Some document statements were made more comprehensive than before. “Relate with propriety to those of the opposite sex” became “Relate with propriety to all those I encounter.”
The major significant changes to the text, however, are included in the “Ethics and the Law” section of the document, with a completely new sub-section on “Child Safety,” and revamped sub-sections on what now are called “Physical Facilities,” “Supervision,” and “Staff Background.”
The “Child Safety” paragraph reminds everyone that “in many countries, it is a legal requirement for those working with children […], to attain a police check or equivalent clearance from a government entity.” Thus, pastors ministering in such countries are reminded “to ensure they have the necessary legal clearance to minister to children.” The sub-section also explains that irrespective of any legal requirement enforced by local authorities, “the minister’s physical contact, behavior, conversation and ministry with children needs to exemplify the highest moral, professional and Christian standards.”
“We need to have clear statements about what our expectations are for protecting children and [what constitutes] ethical behavior towards children,” said Beardsley-Hardy.
Both the “Physical Facilities” and “Supervision” sub-sections try to use vocabulary that makes the physical and emotional well-being of everyone involved in church activities a priority. At the same time, they strive to protect the church from legal liability.
Finally, the updated version of the Staff Background sub-section reminds that “one way to avoid problems with employees or volunteers is to be aware of their background.” Consequently, a careful vetting process may inform the selection of employees or volunteers, helping to “avoid problems with those who are unfit for service.”

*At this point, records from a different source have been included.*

//! Exponential backoff for transient search engine failures.

use std::future::Future;
use std::time::Duration;

use tracing::{debug, info, warn};

use job_index_repository::SearchError;

/// Retry settings for search engine writes.
#[derive(Debug, Clone)]
pub struct RetryPolicy {
    /// Retries after the first attempt.
    pub max_retries: u32,
    /// Initial retry delay in milliseconds.
    pub initial_retry_delay_ms: u64,
    /// Maximum retry delay in milliseconds.
    pub max_retry_delay_ms: u64,
}

impl Default for RetryPolicy {
    fn default() -> Self {
        Self {
            max_retries: 3,
            initial_retry_delay_ms: 100,
            max_retry_delay_ms: 5000,
        }
    }
}

impl RetryPolicy {
    /// Fail on the first error.
    pub fn none() -> Self {
        Self {
            max_retries: 0,
            ..Self::default()
        }
    }
}

/// Run `operation`, retrying transient errors with exponential backoff.
///
/// Non-transient errors are returned immediately.
pub async fn with_retry<T, F, Fut>(
    policy: &RetryPolicy,
    label: &str,
    mut operation: F,
) -> Result<T, SearchError>
where
    F: FnMut() -> Fut,
    Fut: Future<Output = Result<T, SearchError>>,
{
    let mut delay_ms = policy.initial_retry_delay_ms;
    let mut attempt = 0;

    loop {
        match operation().await {
            Ok(value) => {
                if attempt > 0 {
                    info!(attempt = attempt, operation = label, "Succeeded after retry");
                }
                return Ok(value);
            }
            Err(e) if !e.is_transient() => {
                debug!(error = %e, operation = label, "Non-retryable error encountered");
                return Err(e);
            }
            Err(e) if attempt >= policy.max_retries => {
                warn!(
                    attempts = attempt + 1,
                    error = %e,
                    operation = label,
                    "Giving up after retries"
                );
                return Err(e);
            }
            Err(e) => {
                attempt += 1;
                warn!(
                    attempt = attempt,
                    max_retries = policy.max_retries,
                    delay_ms = delay_ms,
                    error = %e,
                    operation = label,
                    "Operation failed, retrying"
                );

                tokio::time::sleep(Duration::from_millis(delay_ms)).await;
                delay_ms = std::cmp::min(delay_ms.saturating_mul(2), policy.max_retry_delay_ms);
            }
        }
    }
}
//! Interface definitions for the search engine client.
//!
//! This module defines the abstract `SearchEngineClient` trait that allows
//! for dependency injection and swappable search backend implementations.

mod search_engine_client;

pub use search_engine_client::SearchEngineClient;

“Pastors and theological teachers are held to high ethical standards, and the updated document clarifies the ethical expectations for how they conduct themselves,” said Beardsley-Hardy.
A Word on the Process
The process of updating the Handbook and associated documents on pastoral and ministerial training started in 2015, as an IBMTE Handbook revision task force met at Andrews University for the first session of discussion in July 2015. Subsequent meetings in the Philippines, Australia, and Kenya in late 2015 and early 2016 shaped the documents step by step, as suggestions were discussed and often incorporated. As part of this process, a dialogue session with scholars also took place in Atlanta, Georgia, United States in November 2015, at the annual meetings of the Adventist Society for Religious Studies and the Adventist Theological Society.
“[The IBMTE Handbook revision task force] had representation by expertise, by church administrative levels, by region, by the broad areas of ministry,” said Mbwana, as he stressed that the International Board of Ministerial and Theological Education worked “very intentionally” to appoint task force members with the most variety of backgrounds as possible.
Beardsley-Hardy explained that among the board members were people from every relevant area. “We had both men and women representing theological education, pastoral ministry, and those serving in chaplaincy,” she said.
Mbwana said he believes that this process, while painstaking, is essential. “The way the Seventh-day Adventist Church does its work is through committees,” he said. “We don’t elect or appoint a king who then makes all these pronouncements. We work through committees.”
Kent also emphasized the consultative nature of the process. “The General Conference Ministerial Association received input from pastors, church administrators and Office of General Counsel (OGC), as well as Adventist Risk Management Service. It has been a thorough process,” he said.